U.S. Department of Agriculture: Agricultural Research Service, Lincoln, Nebraska
Document Type
Article
Date of this Version
2013
Citation
Journal of Arid Environments 90 (2013) 45-54; http://dx.doi.org/10.1016/j.jaridenv.2012.10.001
Abstract
Drylands typically have distinctive vegetative patterns that reflect the underlying physical landscape. We use a geopedological classification to organize the landscape into five categories from broad scale to fine scale: (1) physiographic divisions which describe regional topography, such as mountains and basin floors; (2) regolith type which identifies residuum versus transported sediments; (3) parent materials which describe mineralogy; (4) landforms which provide meso-scale descriptions of topography; and (5) soil texture, a fine-scale variable important for infiltration, erodibility, and available water holding capacity.

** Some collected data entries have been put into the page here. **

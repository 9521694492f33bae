use axum::http::StatusCode;
use serde::{Deserialize, Serialize};
use utoipa::ToSchema;

/// JSON body of every non-redirect error response
#[derive(Debug, Serialize, Deserialize, ToSchema)]
pub struct ErrorResponse {
    pub code: u16,
    pub status: String,
    pub error: String,
}

impl ErrorResponse {
    pub fn new(code: StatusCode, error: impl Into<String>) -> Self {
        Self {
            code: code.as_u16(),
            status: code.canonical_reason().unwrap_or("error").to_string(),
            error: error.into(),
        }
    }
}
//! One client's live link: an inbound loop feeding the hub and an outbound
//! loop draining the connection's private queue.

use std::time::Duration;

use axum::extract::ws::{Message, WebSocket};
use futures_util::{Sink, SinkExt, Stream, StreamExt};
use tokio::sync::mpsc;
use tokio::time::{interval_at, timeout, Instant};
use tracing::{debug, error, info, warn};

use super::connctx::{ConnCtx, Member, Outbound};
use super::hub::{HubClosed, HubHandle};

#[derive(Debug, Clone)]
pub struct ConnectionSettings {
    pub queue_capacity: usize,
    pub ping_interval: Duration,
    pub idle_timeout: Duration,
}

impl Default for ConnectionSettings {
    fn default() -> Self {
        Self {
            queue_capacity: 256,
            ping_interval: Duration::from_secs(30),
            idle_timeout: Duration::from_secs(75),
        }
    }
}

#[derive(Debug, thiserror::Error)]
pub enum TransportError {
    #[error("Read failed: {0}")]
    Read(axum::Error),
    #[error("Write failed: {0}")]
    Write(axum::Error),
    #[error("No frame received within {0:?}")]
    IdleTimeout(Duration),
    #[error(transparent)]
    HubClosed(#[from] HubClosed),
}

/// Register a freshly upgraded socket with `hub` and run it until either side ends.
pub async fn serve(socket: WebSocket, ctx: ConnCtx, hub: HubHandle, settings: ConnectionSettings) {
    let (member, outbound) = Member::channel(ctx.clone(), settings.queue_capacity);
    // Unregister however this function exits.
    let _guard = hub.unregister_on_drop(ctx.id);

    if let Err(e) = hub.register(member).await {
        error!(conn_id = %ctx.id, "Failed to register connection: {}", e);
        return;
    }

    let (sink, stream) = socket.split();
    let mut write_task = tokio::spawn(write_loop(sink, outbound, settings.ping_interval));
    let mut read_task = tokio::spawn(read_loop(stream, hub.clone(), settings.idle_timeout));

    // Wait for either task to finish (and finish the other)
    let result = tokio::select! {
        r = &mut write_task => { read_task.abort(); r }
        r = &mut read_task => { write_task.abort(); r }
    };

    match result {
        Ok(Ok(())) => info!(
            room = %hub.room_id(),
            conn_id = %ctx.id,
            username = %ctx.username,
            "WebSocket connection closed"
        ),
        Ok(Err(TransportError::IdleTimeout(after))) => warn!(
            room = %hub.room_id(),
            conn_id = %ctx.id,
            "Dropping idle connection after {:?}",
            after
        ),
        Ok(Err(e)) => debug!(room = %hub.room_id(), conn_id = %ctx.id, "WebSocket connection ended: {}", e),
        Err(e) => error!(room = %hub.room_id(), conn_id = %ctx.id, "Connection task failed: {}", e),
    }
}

/// Drain the outbound queue onto the transport in order, pinging while idle.
///
/// A closed queue means the hub dropped this connection: send a close frame and stop.
pub async fn write_loop<S>(
    mut sink: S,
    mut outbound: mpsc::Receiver<Outbound>,
    ping_interval: Duration,
) -> Result<(), TransportError>
where
    S: Sink<Message, Error = axum::Error> + Unpin,
{
    let mut ping = interval_at(Instant::now() + ping_interval, ping_interval);

    loop {
        tokio::select! {
            msg = outbound.recv() => match msg {
                Some(msg) => sink
                    .send(Message::Text(msg.to_string()))
                    .await
                    .map_err(TransportError::Write)?,
                None => {
                    let _ = sink.send(Message::Close(None)).await;
                    return Ok(());
                }
            },
            _ = ping.tick() => {
                sink.send(Message::Ping(Vec::new()))
                    .await
                    .map_err(TransportError::Write)?;
            }
        }
    }
}

/// Forward every text frame to the hub until the peer closes, errors or goes quiet.
pub async fn read_loop<R>(
    mut stream: R,
    hub: HubHandle,
    idle_timeout: Duration,
) -> Result<(), TransportError>
where
    R: Stream<Item = Result<Message, axum::Error>> + Unpin,
{
    loop {
        let frame = match timeout(idle_timeout, stream.next()).await {
            Err(_) => return Err(TransportError::IdleTimeout(idle_timeout)),
            Ok(None) => return Ok(()),
            Ok(Some(Err(e))) => return Err(TransportError::Read(e)),
            Ok(Some(Ok(frame))) => frame,
        };

        match frame {
            Message::Text(text) => hub.broadcast(text).await?,
            Message::Close(_) => return Ok(()),
            // axum answers pings itself; any frame counts as liveness.
            Message::Ping(_) | Message::Pong(_) => {}
            Message::Binary(bytes) => {
                debug!(room = %hub.room_id(), len = bytes.len(), "Ignoring binary frame");
            }
        }
    }
}

#[cfg(test)]
mod tests {
    use super::*;
    use crate::db::DocumentStore;
    use crate::ws::hub::{Hub, HubSettings};
    use futures_util::{sink, stream};

    // Sink that appends every frame to `written`.
    fn recording_sink(
        written: &mut Vec<Message>,
    ) -> impl Sink<Message, Error = axum::Error> + '_ {
        sink::unfold(written, |written, msg: Message| async move {
            written.push(msg);
            Ok::<_, axum::Error>(written)
        })
    }

    fn hub() -> (tempfile::TempDir, HubHandle) {
        let dir = tempfile::tempdir().unwrap();
        let store = DocumentStore::new(dir.path().join("room.txt"));
        let hub = Hub::spawn("conn-test", store, &HubSettings::default());
        (dir, hub)
    }

    #[tokio::test]
    async fn write_loop_preserves_order_and_closes_when_queue_closes() {
        let (tx, rx) = mpsc::channel::<Outbound>(8);
        for i in 0..5 {
            tx.try_send(format!("m{i}").into()).unwrap();
        }
        drop(tx);

        let mut written: Vec<Message> = Vec::new();
        {
            let sink = recording_sink(&mut written);
            futures_util::pin_mut!(sink);
            write_loop(sink, rx, Duration::from_secs(60)).await.unwrap();
        }

        let texts: Vec<_> = written
            .iter()
            .filter_map(|m| match m {
                Message::Text(t) => Some(t.clone()),
                _ => None,
            })
            .collect();
        assert_eq!(texts, vec!["m0", "m1", "m2", "m3", "m4"]);
        assert!(matches!(written.last(), Some(Message::Close(None))));
    }

    #[tokio::test]
    async fn write_loop_pings_an_idle_link() {
        let (tx, rx) = mpsc::channel::<Outbound>(8);
        let mut written: Vec<Message> = Vec::new();
        {
            let sink = recording_sink(&mut written);
            futures_util::pin_mut!(sink);
            let writer = write_loop(sink, rx, Duration::from_millis(20));
            let closer = async {
                tokio::time::sleep(Duration::from_millis(75)).await;
                drop(tx);
            };
            let (result, ()) = tokio::join!(writer, closer);
            result.unwrap();
        }

        assert!(written.iter().any(|m| matches!(m, Message::Ping(_))));
    }

    #[tokio::test]
    async fn read_loop_forwards_text_and_stops_on_close() {
        let (_dir, hub) = hub();
        let (member, mut rx) = Member::channel(ConnCtx::new("alice", None), 16);
        hub.register(member).await.unwrap();

        let frames = stream::iter(vec![
            Ok(Message::Text(r#"{"type":"fontSize","fontSize":20}"#.to_string())),
            Ok(Message::Binary(vec![1, 2, 3])),
            Ok(Message::Pong(Vec::new())),
            Ok(Message::Close(None)),
            Ok(Message::Text("never forwarded".to_string())),
        ]);
        read_loop(frames, hub.clone(), Duration::from_secs(5)).await.unwrap();

        assert_eq!(hub.snapshot().await.unwrap().font_size, 20);
        let mut seen = Vec::new();
        while let Ok(msg) = rx.try_recv() {
            seen.push(msg.to_string());
        }
        assert!(seen.iter().any(|m| m.contains(r#""fontSize":20"#)));
        assert!(!seen.iter().any(|m| m.contains("never forwarded")));
    }

    #[tokio::test]
    async fn read_loop_times_out_on_silence() {
        let (_dir, hub) = hub();
        let silent = stream::pending::<Result<Message, axum::Error>>();

        let err = read_loop(silent, hub, Duration::from_millis(30))
            .await
            .unwrap_err();
        assert!(matches!(err, TransportError::IdleTimeout(_)));
    }

    #[tokio::test]
    async fn read_loop_ends_cleanly_when_stream_ends() {
        let (_dir, hub) = hub();
        let empty = stream::iter(Vec::<Result<Message, axum::Error>>::new());

        assert!(read_loop(empty, hub, Duration::from_secs(1)).await.is_ok());
    }
}
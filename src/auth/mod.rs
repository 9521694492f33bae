pub mod cookies;
pub mod token;

pub use cookies::SessionCookies;
pub use token::{AuthError, Claims, TokenIssuer};

/// The authenticated identity attached to a request after admission.
#[derive(Debug, Clone, PartialEq, Eq)]
pub struct AuthUser {
    pub username: String,
}
use serde::{Deserialize, Serialize};
use utoipa::ToSchema;

/// Live state of one open room
#[derive(Serialize, Deserialize, ToSchema)]
pub struct RoomDiagnostics {
    pub room_id: String,
    pub n_conn: u32,
    pub users: Vec<String>,
    pub font_size: i64,
    pub text_len: u64,
}

/// Response for diagnostics information
#[derive(Serialize, Deserialize, ToSchema)]
pub struct DiagnosticsResponse {
    pub n_rooms: u32,
    pub n_conn: u32,
    pub n_users: u32,
    pub rooms: Vec<RoomDiagnostics>,
    pub cpu_usage: f32,
    pub memory_alloc: u64,
    pub memory_total: u64,
    pub memory_free: u64,
}
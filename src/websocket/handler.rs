use axum::{
    extract::{ws::WebSocketUpgrade, Extension, Path, Query, State},
    http::StatusCode,
    response::Response,
};
use serde::Deserialize;
use tracing::info;

use crate::auth::AuthUser;
use crate::error::{error_response, AppError};
use crate::ws::connection;
use crate::ws::registry::validate_room_id;
use crate::ws::ConnCtx;
use crate::AppState;

#[derive(Debug, Deserialize)]
pub struct WsQuery {
    pub session_id: Option<String>,
}

/// WebSocket handler
pub async fn websocket_handler(
    State(state): State<AppState>,
    Path(room_id): Path<String>,
    Query(query): Query<WsQuery>,
    Extension(user): Extension<AuthUser>,
    ws: Option<WebSocketUpgrade>,
) -> Result<Response, AppError> {
    validate_room_id(&room_id)?;
    let Some(ws) = ws else {
        return Ok(error_response(
            StatusCode::UPGRADE_REQUIRED,
            "Expected a WebSocket upgrade",
        ));
    };

    let hub = state.registry.get_or_open(&room_id)?;
    let ctx = ConnCtx::new(user.username, query.session_id);
    let settings = state.connection_settings();

    info!(
        room = %room_id,
        conn_id = %ctx.id,
        username = %ctx.username,
        session_id = %ctx.session_id,
        "New WebSocket connection"
    );

    Ok(ws
        .max_message_size(state.config.max_message_bytes)
        .on_upgrade(move |socket| connection::serve(socket, ctx, hub, settings)))
}
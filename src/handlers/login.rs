use axum::{
    extract::State,
    http::HeaderMap,
    response::Response,
    Form,
};
use chrono::Utc;
use serde::Deserialize;
use tracing::debug;
use uuid::Uuid;

use crate::auth::cookies::set_cookie_header;
use crate::error::{found, AppError};
use crate::services::auth_service;
use crate::AppState;

#[derive(Debug, Deserialize)]
pub struct LoginForm {
    #[serde(default)]
    pub username: String,
}

/// Issue a session and send the user to a brand new room.
pub async fn login(
    State(state): State<AppState>,
    headers: HeaderMap,
    Form(form): Form<LoginForm>,
) -> Result<Response, AppError> {
    let Some(username) = auth_service::normalize_username(&form.username) else {
        debug!("Rejected login with unusable username");
        return Ok(found("/"));
    };

    let grant = auth_service::login(&username, &headers, &state.cookies, &state.tokens, Utc::now())?;

    let room_id = Uuid::new_v4();
    let mut response = found(&format!("/editor/{room_id}"));
    for cookie in &grant.set_cookies {
        if let Some((name, value)) = set_cookie_header(cookie) {
            response.headers_mut().append(name, value);
        }
    }
    Ok(response)
}
use axum::{routing::get, Router};

use crate::handlers::{diagnostics, health_check, ready_check};
use crate::AppState;

/// Create API routes
pub fn create_api_routes() -> Router<AppState> {
    Router::new()
        .route("/health", get(health_check))
        .route("/ready", get(ready_check))
        .route("/diagnostics", get(diagnostics))
}
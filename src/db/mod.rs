pub mod docstore;

pub use docstore::{DocumentStore, StoreError};
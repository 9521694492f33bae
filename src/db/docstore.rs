use std::io::ErrorKind;
use std::path::{Path, PathBuf};
use tokio::fs;
use tokio::io::AsyncWriteExt;
use tracing::debug;
use uuid::Uuid;

/// Errors raised by the document store
#[derive(Debug, thiserror::Error)]
pub enum StoreError {
    #[error("Document not found at {0}")]
    NotFound(PathBuf),
    #[error("I/O error on {path}: {source}")]
    Io {
        path: PathBuf,
        #[source]
        source: std::io::Error,
    },
}

impl StoreError {
    fn io(path: &Path, source: std::io::Error) -> Self {
        if source.kind() == ErrorKind::NotFound {
            StoreError::NotFound(path.to_path_buf())
        } else {
            StoreError::Io {
                path: path.to_path_buf(),
                source,
            }
        }
    }
}

/// The on-disk snapshot of one room's text.
///
/// Writes go to a sibling temporary file that is synced and then renamed over
/// the target, so a reader sees either the previous or the new snapshot.
#[derive(Debug, Clone)]
pub struct DocumentStore {
    path: PathBuf,
}

impl DocumentStore {
    pub fn new(path: impl Into<PathBuf>) -> Self {
        Self { path: path.into() }
    }

    pub fn path(&self) -> &Path {
        &self.path
    }

    /// Read the full current text
    pub async fn read(&self) -> Result<String, StoreError> {
        fs::read_to_string(&self.path)
            .await
            .map_err(|e| StoreError::io(&self.path, e))
    }

    /// Read the full current text, treating a never-written document as empty
    pub async fn read_or_empty(&self) -> Result<String, StoreError> {
        match self.read().await {
            Ok(text) => Ok(text),
            Err(StoreError::NotFound(_)) => Ok(String::new()),
            Err(e) => Err(e),
        }
    }

    /// Replace the full text
    pub async fn write(&self, text: &str) -> Result<(), StoreError> {
        if let Some(parent) = self.path.parent().filter(|p| !p.as_os_str().is_empty()) {
            fs::create_dir_all(parent)
                .await
                .map_err(|e| StoreError::io(parent, e))?;
        }

        let tmp_path = self.tmp_path();
        if let Err(e) = self.write_tmp(&tmp_path, text).await {
            let _ = fs::remove_file(&tmp_path).await;
            return Err(e);
        }

        if let Err(e) = fs::rename(&tmp_path, &self.path).await {
            let _ = fs::remove_file(&tmp_path).await;
            return Err(StoreError::io(&self.path, e));
        }

        debug!(path = %self.path.display(), bytes = text.len(), "Document snapshot written");
        Ok(())
    }

    async fn write_tmp(&self, tmp_path: &Path, text: &str) -> Result<(), StoreError> {
        let mut file = fs::File::create(tmp_path)
            .await
            .map_err(|e| StoreError::io(tmp_path, e))?;
        file.write_all(text.as_bytes())
            .await
            .map_err(|e| StoreError::io(tmp_path, e))?;
        file.sync_all()
            .await
            .map_err(|e| StoreError::io(tmp_path, e))?;
        Ok(())
    }

    fn tmp_path(&self) -> PathBuf {
        let name = self
            .path
            .file_name()
            .map(|n| n.to_string_lossy().into_owned())
            .unwrap_or_else(|| "document".to_string());
        self.path
            .with_file_name(format!(".{}.{}.tmp", name, Uuid::new_v4()))
    }
}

The study was conducted in a 1753 km2 area of the White Sands Missile Range and easternmost Jornada Experimental Range and revealed the following. (1) At the broadest scale, mesquite is dominant on the basin floor when the parent material is siliceous sand, but (2) biological soil crust becomes dominant in the basin floor when the parent material is gypseous. (3) Creosotebush is dominant on rocky soils of the piedmont slopes regardless of parent material, but (4) grasslands become dominant on the bajadas upslope in the semiarid zone and into the semiarid mountain uplands regardless of bedrock type. This method provides a way of supplementing ecologic-edaphic studies and provides a framework within which mechanisms can be explored.